Araştırma görevlileri, orada olmayan biri hakkındaysa konuşmayı dedikodu olarak saydılar. Toplamda 4.003 dedikodu örneği vardı. Daha sonra dedikoduyu üç kategoriye ayırdılar: Olumlu, olumsuz veya tarafsız.
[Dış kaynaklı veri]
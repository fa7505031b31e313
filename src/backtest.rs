//! # Backtest
//!
//! $$
//! W_t = \mathcal S(\mathcal F_t),\qquad r_{t+1} = W_t^\top\!\left(\frac{P_{t+1}}{P_t} - 1\right)
//! $$
//!
//! Rolling rebalancing simulation: a strategy decides weights from the
//! trailing window, the driver realizes them one period later, and the
//! running state is checkpointed to parquet.

pub mod accumulator;
pub mod driver;
pub mod error;
pub mod frame;
pub mod panel;
pub mod persistence;
pub mod strategy;
pub mod validation;
pub mod weights;

pub use accumulator::Accumulator;
pub use accumulator::HistoricalWeights;
pub use accumulator::ReturnSeries;
pub use driver::DriverConfig;
pub use driver::SimulationDriver;
pub use driver::StepReport;
pub use driver::realized_return;
pub use error::BacktestError;
pub use error::PersistenceError;
pub use panel::MarketData;
pub use panel::MarketView;
pub use panel::PanelView;
pub use panel::PricePanel;
pub use persistence::load;
pub use persistence::persist;
pub use persistence::resume_index;
pub use strategy::Strategy;
pub use validation::check_frame;
pub use validation::check_return;
pub use weights::WeightRow;
pub use weights::WeightTable;
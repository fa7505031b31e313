//! # Strategies
//!
//! $$
//! K_t = \operatorname{top}_n\big(\{k : \text{window complete}\},\ \hat\sigma_k \uparrow\big)
//! $$
//!
//! Allocation rules implementing [`Strategy`](crate::backtest::Strategy).
//!
//! Ticker selection is deterministic everywhere: equal-weight takes tradable
//! tickers in lexicographic order, the window-based strategies rank by
//! ascending trailing volatility and break ties by ticker.

pub mod equal_weight;
pub mod inverse_vol;
pub mod min_variance;

pub use equal_weight::EqualWeight;
pub use inverse_vol::InverseVolatility;
pub use min_variance::CovarianceEstimate;
pub use min_variance::MinVarianceConfig;
pub use min_variance::MinimumVariance;

use crate::backtest::BacktestError;
use crate::backtest::PanelView;
use crate::portfolio::sample_std;
use crate::portfolio::simple_returns_series;

/// Trailing returns of the selected tickers.
#[derive(Clone, Debug)]
pub(crate) struct TrailingWindow {
  pub tickers: Vec<String>,
  pub returns: Vec<Vec<f64>>,
}

/// A volatility window needs at least two returns.
pub(crate) fn check_lookback(lookback: usize) -> Result<(), BacktestError> {
  if lookback < 2 {
    return Err(BacktestError::InvalidConfig(format!(
      "lookback must be at least 2 returns, got {lookback}"
    )));
  }
  Ok(())
}

/// Pick up to `size` tickers with a complete `lookback`-return window ending at
/// row `t`, lowest trailing volatility first.
pub(crate) fn low_volatility_window(
  panel: PanelView<'_>,
  t: usize,
  lookback: usize,
  size: usize,
) -> Result<TrailingWindow, BacktestError> {
  if t < lookback || t >= panel.len() {
    return Err(BacktestError::InsufficientData {
      needed: lookback + 1,
      available: (t + 1).min(panel.len()),
    });
  }

  let prices = panel.prices();
  let mut candidates: Vec<(f64, &String, Vec<f64>)> = panel
    .tickers()
    .iter()
    .enumerate()
    .filter_map(|(j, ticker)| {
      let path = prices.slice(ndarray::s![t - lookback..=t, j]);
      let returns = simple_returns_series(path)?;
      Some((sample_std(&returns), ticker, returns))
    })
    .collect();

  if candidates.is_empty() {
    return Err(BacktestError::InsufficientData {
      needed: lookback + 1,
      available: 0,
    });
  }

  candidates.sort_by(|a, b| a.0.total_cmp(&b.0).then_with(|| a.1.cmp(b.1)));
  candidates.truncate(size);
  // restore ticker order so covariance rows are stable across dates
  candidates.sort_by(|a, b| a.1.cmp(b.1));

  let (tickers, returns) = candidates
    .into_iter()
    .map(|(_, ticker, returns)| (ticker.clone(), returns))
    .unzip();
  Ok(TrailingWindow { tickers, returns })
}


#[cfg(test)]
mod tests {
  use super::*;

  #[test]
  fn window_ranks_by_volatility_then_restores_ticker_order() {
    let data = fixtures::oscillating(30, &["DDD", "AAA", "CCC", "BBB"]);
    let panel = data.panel("stocks").unwrap().view();
    let window = low_volatility_window(panel, 20, 10, 2).unwrap();

    // DDD and AAA have the two smallest amplitudes
    assert_eq!(window.tickers, vec!["AAA", "DDD"]);
    assert!(window.returns.iter().all(|r| r.len() == 10));
  }

  #[test]
  fn short_history_is_insufficient() {
    let data = fixtures::oscillating(30, &["AAA"]);
    let panel = data.panel("stocks").unwrap().view();
    assert!(matches!(
      low_volatility_window(panel, 5, 10, 1),
      Err(BacktestError::InsufficientData { needed: 11, available: 6 })
    ));
  }

  #[test]
  fn lookback_below_two_returns_is_rejected() {
    assert!(matches!(check_lookback(0), Err(BacktestError::InvalidConfig(_))));
    assert!(matches!(check_lookback(1), Err(BacktestError::InvalidConfig(_))));
    assert!(check_lookback(2).is_ok());
  }
}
Asistanlar, dedikoduyu bir ünlü veya tanıdık olup olmadığına, konuya ve konuşma partnerinin cinsiyetine bağlı olarak kodladılar.
Çalışma şunu buldu:
- genç insanlar yaşlı yetişkinlere göre daha olumsuz dedikodulara girerler;
- katılımcıların görüşmelerinin yaklaşık yüzde 14'ü dedikoduydu veya 16 uyanık saatte bir saatin biraz altında;
- dedikodunun neredeyse dörtte üçü tarafsızdı. Negatif dedikodu (604 örnek), pozitifin (376) iki katı kadar yaygındı;
- 3.292 örnekle 369 arasında yapılan bir karşılaştırma ile dedikodu ezici bir şekilde bir ünlüle ilgiliydi;
- Dışadönükler, her üç dedikodu türünde de içe dönüklerden çok daha sık dedikodu yaparlar;
- kadınlar erkeklerden daha fazla dedikodu yapar, ancak yalnızca tarafsız, bilgi paylaşımında, dedikodularda;
- daha fakir, daha az eğitimli insanlar daha zengin ve daha iyi eğitimli insanlardan daha fazla dedikodu yapmazlar.
Araştırmacılar, bunun popüler "zenginlerin en iyi alışkanlıkları" kitaplarında bulunan iddialara aykırı olduğunu belirtiyor.
Nihai bir sonuç mu? Herkes dedikodu yapıyor.
Araştırmacılar, "Dedikodu her yerde bulunur" sonucuna vardı.
Çalışma dergide yayınlandı Sosyal Psikolojik ve Kişilik Bilimi.